[[ Data, beginning ]]
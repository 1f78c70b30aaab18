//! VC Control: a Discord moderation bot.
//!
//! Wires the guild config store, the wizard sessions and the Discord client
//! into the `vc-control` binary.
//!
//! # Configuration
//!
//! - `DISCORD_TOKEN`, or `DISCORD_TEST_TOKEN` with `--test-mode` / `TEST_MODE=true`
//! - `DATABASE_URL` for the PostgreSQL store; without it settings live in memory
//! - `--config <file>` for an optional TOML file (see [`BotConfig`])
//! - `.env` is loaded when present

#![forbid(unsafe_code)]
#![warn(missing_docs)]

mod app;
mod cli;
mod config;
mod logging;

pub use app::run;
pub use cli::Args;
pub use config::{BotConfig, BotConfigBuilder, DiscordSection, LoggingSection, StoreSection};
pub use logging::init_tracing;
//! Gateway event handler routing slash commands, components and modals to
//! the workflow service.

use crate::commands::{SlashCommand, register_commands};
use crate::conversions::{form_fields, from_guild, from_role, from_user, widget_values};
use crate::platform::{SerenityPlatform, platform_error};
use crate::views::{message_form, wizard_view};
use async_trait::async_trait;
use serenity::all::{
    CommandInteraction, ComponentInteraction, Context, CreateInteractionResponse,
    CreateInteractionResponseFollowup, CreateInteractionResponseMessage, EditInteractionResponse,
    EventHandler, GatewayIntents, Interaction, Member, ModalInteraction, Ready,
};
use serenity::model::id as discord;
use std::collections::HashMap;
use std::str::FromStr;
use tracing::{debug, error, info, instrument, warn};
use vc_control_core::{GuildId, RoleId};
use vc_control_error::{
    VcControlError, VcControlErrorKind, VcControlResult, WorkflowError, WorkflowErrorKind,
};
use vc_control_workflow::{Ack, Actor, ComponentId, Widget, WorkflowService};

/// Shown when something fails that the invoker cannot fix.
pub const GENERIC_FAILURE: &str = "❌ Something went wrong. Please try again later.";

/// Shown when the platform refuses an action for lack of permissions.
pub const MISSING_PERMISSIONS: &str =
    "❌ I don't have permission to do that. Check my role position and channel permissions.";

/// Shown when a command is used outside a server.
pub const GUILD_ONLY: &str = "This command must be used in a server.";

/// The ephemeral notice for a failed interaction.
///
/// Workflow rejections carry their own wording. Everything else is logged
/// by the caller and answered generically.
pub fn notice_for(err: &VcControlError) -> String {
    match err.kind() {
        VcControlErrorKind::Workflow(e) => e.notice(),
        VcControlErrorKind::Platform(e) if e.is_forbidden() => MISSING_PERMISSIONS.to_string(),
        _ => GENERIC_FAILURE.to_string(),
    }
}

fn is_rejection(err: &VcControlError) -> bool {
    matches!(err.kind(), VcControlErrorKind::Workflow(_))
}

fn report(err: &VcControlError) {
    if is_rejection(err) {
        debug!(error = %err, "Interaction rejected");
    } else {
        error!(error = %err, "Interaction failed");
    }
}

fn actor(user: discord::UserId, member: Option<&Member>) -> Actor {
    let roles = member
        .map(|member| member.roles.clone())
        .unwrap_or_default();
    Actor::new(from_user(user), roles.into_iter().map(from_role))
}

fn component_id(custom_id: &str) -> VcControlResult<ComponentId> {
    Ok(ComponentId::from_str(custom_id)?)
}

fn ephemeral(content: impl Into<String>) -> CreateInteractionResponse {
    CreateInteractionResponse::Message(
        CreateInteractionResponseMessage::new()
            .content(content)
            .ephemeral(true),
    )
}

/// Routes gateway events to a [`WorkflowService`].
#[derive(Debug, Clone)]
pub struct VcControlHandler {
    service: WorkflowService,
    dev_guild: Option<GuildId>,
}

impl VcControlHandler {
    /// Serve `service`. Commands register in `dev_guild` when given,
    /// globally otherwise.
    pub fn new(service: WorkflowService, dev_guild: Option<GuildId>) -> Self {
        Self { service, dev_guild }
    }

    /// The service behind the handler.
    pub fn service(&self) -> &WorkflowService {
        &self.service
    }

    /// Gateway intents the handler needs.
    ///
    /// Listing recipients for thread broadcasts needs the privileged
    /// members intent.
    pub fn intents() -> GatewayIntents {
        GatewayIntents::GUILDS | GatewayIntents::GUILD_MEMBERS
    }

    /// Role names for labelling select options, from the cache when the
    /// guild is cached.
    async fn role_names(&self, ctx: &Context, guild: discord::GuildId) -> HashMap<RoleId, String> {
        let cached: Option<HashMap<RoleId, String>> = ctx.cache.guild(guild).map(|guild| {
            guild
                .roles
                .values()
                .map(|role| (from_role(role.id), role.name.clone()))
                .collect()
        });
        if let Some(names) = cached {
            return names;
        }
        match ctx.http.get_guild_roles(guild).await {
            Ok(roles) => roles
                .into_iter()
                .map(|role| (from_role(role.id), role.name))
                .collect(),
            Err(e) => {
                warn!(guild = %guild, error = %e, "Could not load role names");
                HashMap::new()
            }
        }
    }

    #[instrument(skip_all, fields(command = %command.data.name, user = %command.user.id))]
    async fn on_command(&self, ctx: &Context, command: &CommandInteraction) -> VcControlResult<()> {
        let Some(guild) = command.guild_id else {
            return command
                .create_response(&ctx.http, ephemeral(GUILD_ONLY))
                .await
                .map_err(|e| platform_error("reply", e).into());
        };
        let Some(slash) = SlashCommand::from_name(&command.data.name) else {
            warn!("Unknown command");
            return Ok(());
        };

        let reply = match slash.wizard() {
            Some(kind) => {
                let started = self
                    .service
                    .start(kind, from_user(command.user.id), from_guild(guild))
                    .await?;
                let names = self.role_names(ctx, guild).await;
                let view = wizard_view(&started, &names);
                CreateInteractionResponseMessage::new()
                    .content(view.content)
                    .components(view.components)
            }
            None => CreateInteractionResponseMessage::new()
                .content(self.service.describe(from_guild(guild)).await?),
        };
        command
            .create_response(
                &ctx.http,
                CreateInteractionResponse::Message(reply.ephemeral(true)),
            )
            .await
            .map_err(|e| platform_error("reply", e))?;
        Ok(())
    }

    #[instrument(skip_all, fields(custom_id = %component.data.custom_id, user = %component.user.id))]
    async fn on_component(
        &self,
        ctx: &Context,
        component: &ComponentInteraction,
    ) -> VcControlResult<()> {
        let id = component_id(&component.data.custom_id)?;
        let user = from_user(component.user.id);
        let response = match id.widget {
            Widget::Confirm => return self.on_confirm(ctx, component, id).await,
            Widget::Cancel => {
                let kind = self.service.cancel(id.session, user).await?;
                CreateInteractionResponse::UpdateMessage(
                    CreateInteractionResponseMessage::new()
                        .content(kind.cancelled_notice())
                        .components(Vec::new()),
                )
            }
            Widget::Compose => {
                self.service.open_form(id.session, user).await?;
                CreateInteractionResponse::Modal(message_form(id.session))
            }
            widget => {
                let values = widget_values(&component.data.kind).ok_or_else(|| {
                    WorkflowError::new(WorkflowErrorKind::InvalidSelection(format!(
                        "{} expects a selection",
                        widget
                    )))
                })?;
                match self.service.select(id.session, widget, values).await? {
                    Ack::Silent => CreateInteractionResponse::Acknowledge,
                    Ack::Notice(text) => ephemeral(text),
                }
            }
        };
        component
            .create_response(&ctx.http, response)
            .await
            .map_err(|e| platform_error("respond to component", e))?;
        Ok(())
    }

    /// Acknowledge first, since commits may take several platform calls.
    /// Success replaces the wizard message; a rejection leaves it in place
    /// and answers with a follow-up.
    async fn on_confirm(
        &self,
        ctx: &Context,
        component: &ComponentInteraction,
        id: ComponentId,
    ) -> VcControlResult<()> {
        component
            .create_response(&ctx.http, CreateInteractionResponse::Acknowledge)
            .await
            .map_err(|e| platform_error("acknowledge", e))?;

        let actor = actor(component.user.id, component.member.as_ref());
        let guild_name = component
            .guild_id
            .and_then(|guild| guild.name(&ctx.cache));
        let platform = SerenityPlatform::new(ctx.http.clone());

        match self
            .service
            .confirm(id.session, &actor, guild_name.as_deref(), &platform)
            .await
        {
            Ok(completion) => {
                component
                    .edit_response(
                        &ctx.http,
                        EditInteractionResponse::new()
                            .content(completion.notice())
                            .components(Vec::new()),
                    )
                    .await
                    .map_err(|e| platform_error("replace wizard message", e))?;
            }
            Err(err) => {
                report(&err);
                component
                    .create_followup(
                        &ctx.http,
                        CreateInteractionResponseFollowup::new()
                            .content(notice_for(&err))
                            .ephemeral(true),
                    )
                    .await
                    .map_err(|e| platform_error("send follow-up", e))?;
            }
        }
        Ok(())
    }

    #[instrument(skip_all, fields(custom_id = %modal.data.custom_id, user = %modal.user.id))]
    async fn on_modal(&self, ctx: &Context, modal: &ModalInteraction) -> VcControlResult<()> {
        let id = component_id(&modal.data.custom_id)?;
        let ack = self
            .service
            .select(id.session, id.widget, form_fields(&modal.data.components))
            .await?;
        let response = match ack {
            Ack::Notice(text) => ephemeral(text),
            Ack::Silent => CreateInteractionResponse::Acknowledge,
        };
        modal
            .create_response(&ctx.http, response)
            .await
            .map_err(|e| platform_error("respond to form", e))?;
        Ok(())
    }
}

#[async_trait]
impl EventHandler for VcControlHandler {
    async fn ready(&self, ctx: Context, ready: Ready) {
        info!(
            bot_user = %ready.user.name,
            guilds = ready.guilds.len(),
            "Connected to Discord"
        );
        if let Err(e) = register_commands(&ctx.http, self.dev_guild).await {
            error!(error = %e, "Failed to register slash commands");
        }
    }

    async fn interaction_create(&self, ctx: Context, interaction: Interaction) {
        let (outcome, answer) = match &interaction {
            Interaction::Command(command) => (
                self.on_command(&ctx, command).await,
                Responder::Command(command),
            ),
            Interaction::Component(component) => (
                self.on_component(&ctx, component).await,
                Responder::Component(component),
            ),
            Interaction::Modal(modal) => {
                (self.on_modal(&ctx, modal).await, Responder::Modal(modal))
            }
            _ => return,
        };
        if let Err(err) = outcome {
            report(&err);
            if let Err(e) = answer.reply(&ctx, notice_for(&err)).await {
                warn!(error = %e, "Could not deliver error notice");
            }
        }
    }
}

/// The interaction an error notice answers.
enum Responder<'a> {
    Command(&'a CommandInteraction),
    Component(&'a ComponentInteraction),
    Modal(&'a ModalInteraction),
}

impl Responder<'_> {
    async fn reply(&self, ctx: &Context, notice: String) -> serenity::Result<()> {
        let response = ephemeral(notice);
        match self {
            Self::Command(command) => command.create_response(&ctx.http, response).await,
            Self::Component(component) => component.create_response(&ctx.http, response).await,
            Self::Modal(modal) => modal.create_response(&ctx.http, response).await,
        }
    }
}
[[ Data, end ]]
[[ Data, beginning ]]
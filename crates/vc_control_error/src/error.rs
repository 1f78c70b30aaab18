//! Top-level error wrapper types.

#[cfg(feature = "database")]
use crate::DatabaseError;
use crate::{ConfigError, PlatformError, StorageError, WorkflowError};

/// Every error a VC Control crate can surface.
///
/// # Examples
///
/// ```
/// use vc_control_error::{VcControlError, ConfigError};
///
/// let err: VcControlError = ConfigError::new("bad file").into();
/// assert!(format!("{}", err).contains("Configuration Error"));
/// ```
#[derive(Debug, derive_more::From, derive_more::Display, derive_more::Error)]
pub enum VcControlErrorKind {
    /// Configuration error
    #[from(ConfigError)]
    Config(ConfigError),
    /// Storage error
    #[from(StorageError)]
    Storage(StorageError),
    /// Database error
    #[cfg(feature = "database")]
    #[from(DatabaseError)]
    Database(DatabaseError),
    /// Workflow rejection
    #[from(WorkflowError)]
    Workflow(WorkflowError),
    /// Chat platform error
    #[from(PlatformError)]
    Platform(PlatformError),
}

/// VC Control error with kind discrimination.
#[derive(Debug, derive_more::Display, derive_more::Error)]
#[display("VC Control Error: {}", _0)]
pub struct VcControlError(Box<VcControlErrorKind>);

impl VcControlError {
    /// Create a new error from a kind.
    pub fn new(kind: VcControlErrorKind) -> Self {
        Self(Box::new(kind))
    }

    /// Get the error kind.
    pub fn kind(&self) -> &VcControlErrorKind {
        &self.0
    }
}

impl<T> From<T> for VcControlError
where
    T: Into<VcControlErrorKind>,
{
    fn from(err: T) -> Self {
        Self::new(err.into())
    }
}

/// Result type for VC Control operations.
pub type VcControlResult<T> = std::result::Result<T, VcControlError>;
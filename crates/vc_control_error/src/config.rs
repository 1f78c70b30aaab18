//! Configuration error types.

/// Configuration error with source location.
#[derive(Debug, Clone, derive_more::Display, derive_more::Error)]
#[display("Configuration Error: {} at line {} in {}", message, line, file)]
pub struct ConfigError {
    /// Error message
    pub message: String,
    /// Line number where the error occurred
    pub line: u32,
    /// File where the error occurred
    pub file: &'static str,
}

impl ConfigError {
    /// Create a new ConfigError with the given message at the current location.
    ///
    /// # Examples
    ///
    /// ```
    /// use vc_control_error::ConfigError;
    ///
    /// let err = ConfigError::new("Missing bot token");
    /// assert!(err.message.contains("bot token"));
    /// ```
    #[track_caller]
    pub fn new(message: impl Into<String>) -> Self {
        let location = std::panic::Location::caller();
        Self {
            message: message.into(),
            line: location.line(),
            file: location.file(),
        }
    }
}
[[ Data, end ]]
[[ Data, beginning ]]
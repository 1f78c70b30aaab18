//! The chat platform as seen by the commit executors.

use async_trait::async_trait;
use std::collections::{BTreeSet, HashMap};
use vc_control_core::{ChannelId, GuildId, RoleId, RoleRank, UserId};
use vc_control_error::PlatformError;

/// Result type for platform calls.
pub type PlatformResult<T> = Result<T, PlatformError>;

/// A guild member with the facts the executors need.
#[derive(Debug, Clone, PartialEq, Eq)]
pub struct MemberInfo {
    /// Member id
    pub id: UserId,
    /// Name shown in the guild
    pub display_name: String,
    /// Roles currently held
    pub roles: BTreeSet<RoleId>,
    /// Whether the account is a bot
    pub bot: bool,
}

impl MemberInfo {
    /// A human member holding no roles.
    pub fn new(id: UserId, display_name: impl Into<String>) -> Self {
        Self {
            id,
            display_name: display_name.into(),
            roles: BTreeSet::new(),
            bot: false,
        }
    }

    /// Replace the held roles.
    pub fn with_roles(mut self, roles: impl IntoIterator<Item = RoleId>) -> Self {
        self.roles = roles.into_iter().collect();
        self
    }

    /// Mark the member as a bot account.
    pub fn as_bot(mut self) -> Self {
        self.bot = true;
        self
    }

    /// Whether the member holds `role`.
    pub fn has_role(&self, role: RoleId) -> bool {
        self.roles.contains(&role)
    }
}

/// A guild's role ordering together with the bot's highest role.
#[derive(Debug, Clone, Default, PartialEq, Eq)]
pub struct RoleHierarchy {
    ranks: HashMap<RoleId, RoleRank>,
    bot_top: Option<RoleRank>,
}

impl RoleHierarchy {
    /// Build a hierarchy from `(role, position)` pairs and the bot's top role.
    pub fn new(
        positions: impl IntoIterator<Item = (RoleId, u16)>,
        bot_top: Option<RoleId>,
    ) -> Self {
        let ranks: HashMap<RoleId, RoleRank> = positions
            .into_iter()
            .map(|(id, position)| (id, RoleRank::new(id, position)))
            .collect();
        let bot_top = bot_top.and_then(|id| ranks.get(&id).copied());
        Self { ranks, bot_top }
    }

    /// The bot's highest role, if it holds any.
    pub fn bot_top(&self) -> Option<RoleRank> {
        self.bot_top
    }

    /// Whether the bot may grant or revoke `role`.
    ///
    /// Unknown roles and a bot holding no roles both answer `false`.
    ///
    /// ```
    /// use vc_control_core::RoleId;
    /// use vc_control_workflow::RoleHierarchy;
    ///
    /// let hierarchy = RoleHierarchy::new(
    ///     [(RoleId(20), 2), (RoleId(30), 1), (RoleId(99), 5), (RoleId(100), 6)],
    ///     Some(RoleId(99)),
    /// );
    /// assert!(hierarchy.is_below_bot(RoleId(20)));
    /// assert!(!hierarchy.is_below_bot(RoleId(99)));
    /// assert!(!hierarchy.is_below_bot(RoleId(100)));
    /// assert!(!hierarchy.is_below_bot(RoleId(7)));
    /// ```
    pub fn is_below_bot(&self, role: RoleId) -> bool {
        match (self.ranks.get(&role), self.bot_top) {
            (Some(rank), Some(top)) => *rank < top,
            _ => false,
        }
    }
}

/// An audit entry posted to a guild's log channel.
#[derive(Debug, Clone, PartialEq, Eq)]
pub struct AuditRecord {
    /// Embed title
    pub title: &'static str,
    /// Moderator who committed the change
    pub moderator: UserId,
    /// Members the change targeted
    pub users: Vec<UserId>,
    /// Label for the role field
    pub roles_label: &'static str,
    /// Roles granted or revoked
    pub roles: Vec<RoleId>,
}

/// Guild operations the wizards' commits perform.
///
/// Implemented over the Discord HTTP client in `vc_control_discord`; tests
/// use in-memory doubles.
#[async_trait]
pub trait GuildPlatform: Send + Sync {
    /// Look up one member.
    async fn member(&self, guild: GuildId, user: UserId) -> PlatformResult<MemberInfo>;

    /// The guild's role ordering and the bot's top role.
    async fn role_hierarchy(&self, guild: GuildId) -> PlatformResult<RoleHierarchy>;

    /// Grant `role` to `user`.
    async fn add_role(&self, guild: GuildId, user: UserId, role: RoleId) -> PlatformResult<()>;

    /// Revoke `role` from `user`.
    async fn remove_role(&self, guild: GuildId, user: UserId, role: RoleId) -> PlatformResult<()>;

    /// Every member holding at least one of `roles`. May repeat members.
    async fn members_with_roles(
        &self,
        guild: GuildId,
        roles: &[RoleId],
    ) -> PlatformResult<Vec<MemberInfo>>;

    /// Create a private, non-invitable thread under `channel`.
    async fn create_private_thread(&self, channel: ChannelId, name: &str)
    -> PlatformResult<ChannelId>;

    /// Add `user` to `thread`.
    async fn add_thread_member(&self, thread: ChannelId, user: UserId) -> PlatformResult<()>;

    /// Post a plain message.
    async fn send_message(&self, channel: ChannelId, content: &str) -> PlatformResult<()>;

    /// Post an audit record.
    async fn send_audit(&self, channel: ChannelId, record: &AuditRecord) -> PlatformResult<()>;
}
[[ Data, end ]]
Try it:
Tally the lines of the material that include "warn". Only the total should be given.

Solution:
5